Ok i admit it i am nervous.  I want to run around and scream.  I just want things to go right this evening... is that too much to ask?  The guy that I am dating is out of town this evening.  And he has thought it would be the right time for me and his wife to have some quality time together.  We have all gone out before.  I would consider her and I to be friendly.  But she seems to come with a wall, which well i understand, i have one too you know.  But I know I would really like to move this along to the next step, and from his talking so would he.  But i feel like i am facing the dragon at the gate.  What if she hates me?  What if she really hates me?  will i loose all that i have now?

He has mentioned that he would like us to be intimate, and we have flirted around it in this past week via txt and yahell.  But i really don't know i mean i am really going to have to feel it to act on it.  I have never ever been one to make a first move.  And in the book of submission she is much more submissive then i am.  So even though I would love to wooooo her off of her feet.  I don't know if i even have the skills to do that.  

My head is spinning and i don't know which way to turn.  I know if i fuck this up tonight i can loose him.  Which well would crush me.  So here is to tonight.... *cheers*. 

Missing Her...

 I went and saw my sister today.  I mean see in the way that i went to our place and i sat, and talked.  She has been gone for 5 years now, and every day i miss her more then the day before it seems.  It is my fault that she isn't with us.  And as hard as it is for me to deal with I know that is the truth.  I introduced her to her own death, it took 10 years to kill her but in the end it took her life.    I went to rehab and she went to vegas.  I got better and she got worse.  I went to school, and she had a pimp.  I got a job, she had a child.

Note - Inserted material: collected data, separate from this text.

//! Core board model for the letter-combo puzzle.
//!
//! This module defines the game's fundamental components:
//! - `TileId`: An opaque identity that survives swaps.
//! - `Tile`: A lettered cell with its identity and current grid coordinate.
//! - `Coord`: A `(row, col)` grid address.
//! - `Board`: The dense, row-major tile grid with lookup, swap, adjacency and
//!   replacement, plus random generation from the letter frequency table.
use rand::rngs::SmallRng;
use rand::seq::SliceRandom;
use rand::{Rng, SeedableRng};
use std::fmt;
use std::hash::{Hash, Hasher};
use std::sync::OnceLock;

/// Default number of rows on a board.
pub const DEFAULT_ROWS: usize = 6;
/// Default number of columns on a board.
pub const DEFAULT_COLS: usize = 6;

/// Relative frequency of every letter drawn for new tiles.
///
/// Vowels and common consonants dominate (E, T, A, O, I); Q, J, X and Z are the
/// rarest. The total weight is 102.
pub const LETTER_WEIGHTS: [(char, u32); 26] = [
    ('A', 8),
    ('B', 2),
    ('C', 3),
    ('D', 4),
    ('E', 12),
    ('F', 2),
    ('G', 2),
    ('H', 3),
    ('I', 8),
    ('J', 1),
    ('K', 1),
    ('L', 4),
    ('M', 2),
    ('N', 6),
    ('O', 8),
    ('P', 2),
    ('Q', 1),
    ('R', 6),
    ('S', 6),
    ('T', 9),
    ('U', 4),
    ('V', 2),
    ('W', 2),
    ('X', 1),
    ('Y', 2),
    ('Z', 1),
];

fn letter_pool() -> &'static [char] {
    static POOL: OnceLock<Vec<char>> = OnceLock::new();
    POOL.get_or_init(|| {
        LETTER_WEIGHTS
            .iter()
            .flat_map(|&(letter, weight)| std::iter::repeat(letter).take(weight as usize))
            .collect()
    })
}

/// Draws a letter according to [`LETTER_WEIGHTS`].
///
/// History of the board plays no part: every draw is independent.
pub fn generate_random_letter(rng: &mut impl Rng) -> char {
    letter_pool().choose(rng).copied().unwrap_or('A')
}

/// Draws a letter uniformly from `A..=Z`.
pub fn generate_uniform_letter(rng: &mut impl Rng) -> char {
    char::from(b'A' + rng.gen_range(0..26u8))
}

/// Stable identity of a tile.
///
/// Handles are minted by the owning [`Board`] and never reused within it, so a
/// tile keeps its identity while its coordinate changes.
#[derive(Clone, Copy, Debug, PartialEq, Eq, Hash, PartialOrd, Ord)]
pub struct TileId(u64);

impl TileId {
    /// Returns the raw handle value.
    pub fn get(self) -> u64 {
        self.0
    }
}

impl fmt::Display for TileId {
    fn fmt(&self, f: &mut fmt::Formatter<'_>) -> fmt::Result {
        write!(f, "#{}", self.0)
    }
}

/// A grid address.
#[derive(Clone, Copy, Debug, PartialEq, Eq, Hash, PartialOrd, Ord)]
pub struct Coord {
    pub row: usize,
    pub col: usize,
}

impl Coord {
    pub const fn new(row: usize, col: usize) -> Self {
        Coord { row, col }
    }

    /// Manhattan distance between two coordinates.
    pub fn distance(self, other: Coord) -> usize {
        self.row.abs_diff(other.row) + self.col.abs_diff(other.col)
    }

    /// True for orthogonal neighbours; diagonals and the coordinate itself are not adjacent.
    pub fn is_adjacent(self, other: Coord) -> bool {
        self.distance(other) == 1
    }
}

impl fmt::Display for Coord {
    fn fmt(&self, f: &mut fmt::Formatter<'_>) -> fmt::Result {
        write!(f, "({}, {})", self.row, self.col)
    }
}

/// A single lettered cell on the board.
///
/// Two tiles are equal iff their identities match; letter and position play no
/// part in equality or hashing.
///
/// # Examples
///
/// ```
/// use combo_board::engine::{Board, Coord};
/// let mut board = Board::new_random_with_seed(6, 6, 7);
/// let before = board.get(Coord::new(0, 0)).unwrap();
/// board.swap(Coord::new(0, 0), Coord::new(0, 1));
/// let after = board.get(Coord::new(0, 1)).unwrap();
/// assert_eq!(before, after); // same identity, new position
/// assert_eq!(after.coord(), Coord::new(0, 1));
/// ```
#[derive(Clone, Copy, Debug)]
pub struct Tile {
    id: TileId,
    letter: char,
    row: usize,
    col: usize,
}

impl Tile {
    pub fn id(&self) -> TileId {
        self.id
    }

    pub fn letter(&self) -> char {
        self.letter
    }

    pub fn row(&self) -> usize {
        self.row
    }

    pub fn col(&self) -> usize {
        self.col
    }

    pub fn coord(&self) -> Coord {
        Coord::new(self.row, self.col)
    }
}

impl PartialEq for Tile {
    fn eq(&self, other: &Self) -> bool {
        self.id == other.id
    }
}

impl Eq for Tile {}

impl Hash for Tile {
    fn hash<H: Hasher>(&self, state: &mut H) {
        self.id.hash(state);
    }
}

/// The game board: a `rows × cols` grid holding exactly one tile per slot.
///
/// Storage is a dense row-major vector indexed by `(row, col)`. Every tile's own
/// coordinate always agrees with the slot it sits in; `swap` and `replace`
/// update both sides together.
#[derive(Clone, Debug)]
pub struct Board {
    rows: usize,
    cols: usize,
    cells: Vec<Tile>,
    next_id: u64,
}
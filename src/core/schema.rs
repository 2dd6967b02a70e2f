//! Schema variant resolution.
//!
//! Eight pain identifiers are recognised: four credit transfer (`pain.001`)
//! and four direct debit (`pain.008`) variants, split across two layout
//! generations. The older generation carries batch booking and grouping on
//! the group header; the newer one moves batch booking into each `PmtInf`
//! and adds per-batch `NbOfTxs` / `CtrlSum`.

use std::fmt;
use std::str::FromStr;

use serde::{Deserialize, Serialize};

use super::error::SchemaError;

/// Root element of generation 3 credit transfer messages.
pub const CREDIT_TRANSFER_ROOT: &str = "CstmrCdtTrfInitn";

/// Root element of generation 3 direct debit messages.
pub const DIRECT_DEBIT_ROOT: &str = "CstmrDrctDbtInitn";

/// ISO 20022 pain message variant.
#[derive(Debug, Clone, Copy, PartialEq, Eq, Hash, Default, Serialize, Deserialize)]
pub enum PainVersion {
    #[serde(rename = "pain.001.001.02")]
    Pain00100102,
    #[serde(rename = "pain.001.003.02")]
    Pain00100302,
    #[default]
    #[serde(rename = "pain.001.001.03")]
    Pain00100103,
    #[serde(rename = "pain.001.003.03")]
    Pain00100303,
    #[serde(rename = "pain.008.001.01")]
    Pain00800101,
    #[serde(rename = "pain.008.003.01")]
    Pain00800301,
    #[serde(rename = "pain.008.001.02")]
    Pain00800102,
    #[serde(rename = "pain.008.003.02")]
    Pain00800302,
}

/// Layout generation, normalised across both message families.
///
/// `pain.001.xxx.02` and `pain.008.xxx.01` are [`Generation::Legacy`];
/// `pain.001.xxx.03` and `pain.008.xxx.02` are [`Generation::Current`].
#[derive(Debug, Clone, Copy, PartialEq, Eq, Hash, PartialOrd, Ord)]
pub enum Generation {
    /// 2: batch booking and grouping on the group header.
    Legacy = 2,
    /// 3: batch booking and aggregates per payment batch.
    Current = 3,
}

impl Generation {
    pub fn number(self) -> u8 {
        self as u8
    }
}

/// Transaction family of a whole document.
#[derive(Debug, Clone, Copy, PartialEq, Eq, Hash)]
pub enum TransactionFamily {
    /// pain.001
    CreditTransfer,
    /// pain.008
    DirectDebit,
}

impl TransactionFamily {
    /// `PmtMtd` code.
    pub fn payment_method(self) -> &'static str {
        match self {
            Self::CreditTransfer => "TRF",
            Self::DirectDebit => "DD",
        }
    }

    /// Element name of a single transaction block.
    ///
    /// Direct debits use `DrctDbtTxInf` as the pain.008 schemas require.
    /// Some older generators wrote `CdtTrfTxInf` for both families, so
    /// output compared against theirs differs here.
    pub fn transaction_element(self) -> &'static str {
        match self {
            Self::CreditTransfer => "CdtTrfTxInf",
            Self::DirectDebit => "DrctDbtTxInf",
        }
    }
}

impl PainVersion {
    /// All recognised variants.
    pub const ALL: [PainVersion; 8] = [
        Self::Pain00100102,
        Self::Pain00100302,
        Self::Pain00100103,
        Self::Pain00100303,
        Self::Pain00800101,
        Self::Pain00800301,
        Self::Pain00800102,
        Self::Pain00800302,
    ];

    /// The pain identifier, e.g. `pain.001.001.03`.
    pub fn id(self) -> &'static str {
        match self {
            Self::Pain00100102 => "pain.001.001.02",
            Self::Pain00100302 => "pain.001.003.02",
            Self::Pain00100103 => "pain.001.001.03",
            Self::Pain00100303 => "pain.001.003.03",
            Self::Pain00800101 => "pain.008.001.01",
            Self::Pain00800301 => "pain.008.003.01",
            Self::Pain00800102 => "pain.008.001.02",
            Self::Pain00800302 => "pain.008.003.02",
        }
    }

    /// Message element nested directly below `Document`.
    ///
    /// Legacy variants use the identifier itself as element name.
    pub fn root_element(self) -> &'static str {
        match (self.generation(), self.family()) {
            (Generation::Legacy, _) => self.id(),
            (Generation::Current, TransactionFamily::CreditTransfer) => CREDIT_TRANSFER_ROOT,
            (Generation::Current, TransactionFamily::DirectDebit) => DIRECT_DEBIT_ROOT,
        }
    }

    /// Numeric suffix of the identifier, plus one for direct debits.
    pub fn generation(self) -> Generation {
        match self {
            Self::Pain00100102 | Self::Pain00100302 => Generation::Legacy,
            Self::Pain00800101 | Self::Pain00800301 => Generation::Legacy,
            Self::Pain00100103 | Self::Pain00100303 => Generation::Current,
            Self::Pain00800102 | Self::Pain00800302 => Generation::Current,
        }
    }

    pub fn family(self) -> TransactionFamily {
        match self {
            Self::Pain00100102 | Self::Pain00100302 | Self::Pain00100103 | Self::Pain00100303 => {
                TransactionFamily::CreditTransfer
            }
            Self::Pain00800101 | Self::Pain00800301 | Self::Pain00800102 | Self::Pain00800302 => {
                TransactionFamily::DirectDebit
            }
        }
    }
}

impl fmt::Display for PainVersion {
    fn fmt(&self, f: &mut fmt::Formatter<'_>) -> fmt::Result {
        f.write_str(self.id())
    }
}

impl FromStr for PainVersion {
    type Err = SchemaError;

    fn from_str(s: &str) -> Result<Self, Self::Err> {
        Self::ALL
            .into_iter()
            .find(|v| v.id() == s)
            .ok_or_else(|| SchemaError::new(s))
    }
}
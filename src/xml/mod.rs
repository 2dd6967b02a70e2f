//! XML serialization of pain document trees.
//!
//! # Example
//!
//! ```
//! use chrono::NaiveDate;
//! use rust_decimal_macros::dec;
//! use sepa_xml::core::*;
//!
//! let day = NaiveDate::from_ymd_opt(2024, 3, 1).unwrap();
//! let doc = DocumentBuilder::new("MSG-1", day.and_hms_opt(9, 0, 0).unwrap(), "ACME GmbH")
//!     .add_batch(
//!         BatchBuilder::new("BATCH-1", day, "ACME GmbH", "DE89370400440532013000", "COBADEFFXXX")
//!             .add_payment(
//!                 PaymentBuilder::new("P-1", "Kunde AG", "DE02701500000000594937", "SSKMDEMM", dec!(49.9))
//!                     .remittance_information("RE-2024-001")
//!                     .build(),
//!             )
//!             .build(),
//!     )
//!     .build();
//!
//! let xml = sepa_xml::xml::generate_sepa_xml(&doc).unwrap();
//! assert!(xml.contains("<InstdAmt Ccy=\"EUR\">49.90</InstdAmt>"));
//! ```

mod writer;

pub use writer::XmlWriter;

use crate::core::*;
use crate::pain::{XmlNode, build_document};

/// Values of the `<?xml …?>` declaration line.
#[derive(Debug, Clone, PartialEq, Eq)]
pub struct XmlDeclaration {
    pub version: String,
    pub encoding: String,
}

impl Default for XmlDeclaration {
    fn default() -> Self {
        Self {
            version: DEFAULT_XML_VERSION.into(),
            encoding: DEFAULT_XML_ENCODING.into(),
        }
    }
}

impl XmlDeclaration {
    /// Declaration for `doc`, applying its version/encoding overrides.
    pub fn for_document(doc: &SepaDocument) -> Self {
        let defaults = Self::default();
        Self {
            version: doc.xml_version.clone().unwrap_or(defaults.version),
            encoding: doc.xml_encoding.clone().unwrap_or(defaults.encoding),
        }
    }
}

/// Render a tree as an indented XML document.
pub fn to_xml(root: &XmlNode, declaration: &XmlDeclaration) -> Result<String, SepaError> {
    let mut w = XmlWriter::new(declaration)?;
    w.write_node(root)?;
    w.finish()
}

/// Build and serialize a complete pain message.
///
/// Returns the XML text, or the first error encountered. Nothing is
/// serialized unless the whole tree was built successfully.
pub fn generate_sepa_xml(doc: &SepaDocument) -> Result<String, SepaError> {
    let tree = build_document(doc)?;
    let xml = to_xml(&tree, &XmlDeclaration::for_document(doc))?;
    tracing::debug!(
        pain_version = %doc.pain_version,
        bytes = xml.len(),
        "serialized SEPA document"
    );
    Ok(xml)
}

I miss her more then everything.  I know she probably hates me and i hate me enough for us both.  Her daughter is 6 years old now and is every bit her mom.  I can hear my sister when i talk to her on the phone. And i see her when they send us pictures.  I just wish she had her mom.

Lucy, I love and miss you more then you could ever imagine.  I am sorry for the road that i introduced you too.  And if we could trade places i would.  

I hate the fall

Ok hate is very strong as i will tell anyone that it is my favorite season... but my allergies are trying to take a hold on me this morning and rock my world.  Don't they know that i have a cute girl coming over tomorrow that i am trying to woooo and it is hard to woooo with snot running out of your nose.   Not to mention the fear that your head is going to explode covering them in your brain matter.

Random friending and community joining.

I know it sounds weird and everyone is leary of the new kid on the block.  But really I don't bite, i don't have a agenda... I am a girl who likes to read... and well likes to write.  and well likes to have what she has written read.  I will be all over the place from my questioning politics.  To my quest on my own spiritual path.  Ups and downs, lefts and rights.  and if you don't like what i have written, that is your choice.  If you want to tell me why, feel free.  I try not to hate :). 

Not my first rodeo!

 Once upone a time there was a girl, a sweet and kid girl.  A girl that fell in love easily and had her heart borked faster then you could blink.  She kept a journal, and wasn't careful with it.  And soon everyone knew about the girl and her exploits.  Her family, her friends and even her bosses.  Well i am that girl.... and this is the new me... The walls are up... I can see over them, but it is hard for anyone to see into them.  I have my armor on.... but i know there are still weak points.  And i still want nothing more then to be loved and feel like i belong.  i have had it a time or two.... but well lately it seems to slip through my fingers.  

Just here to document things as they come along.  Always willing to make new friends, and learn from others.

As long as i have the goddess on my side, it will be good.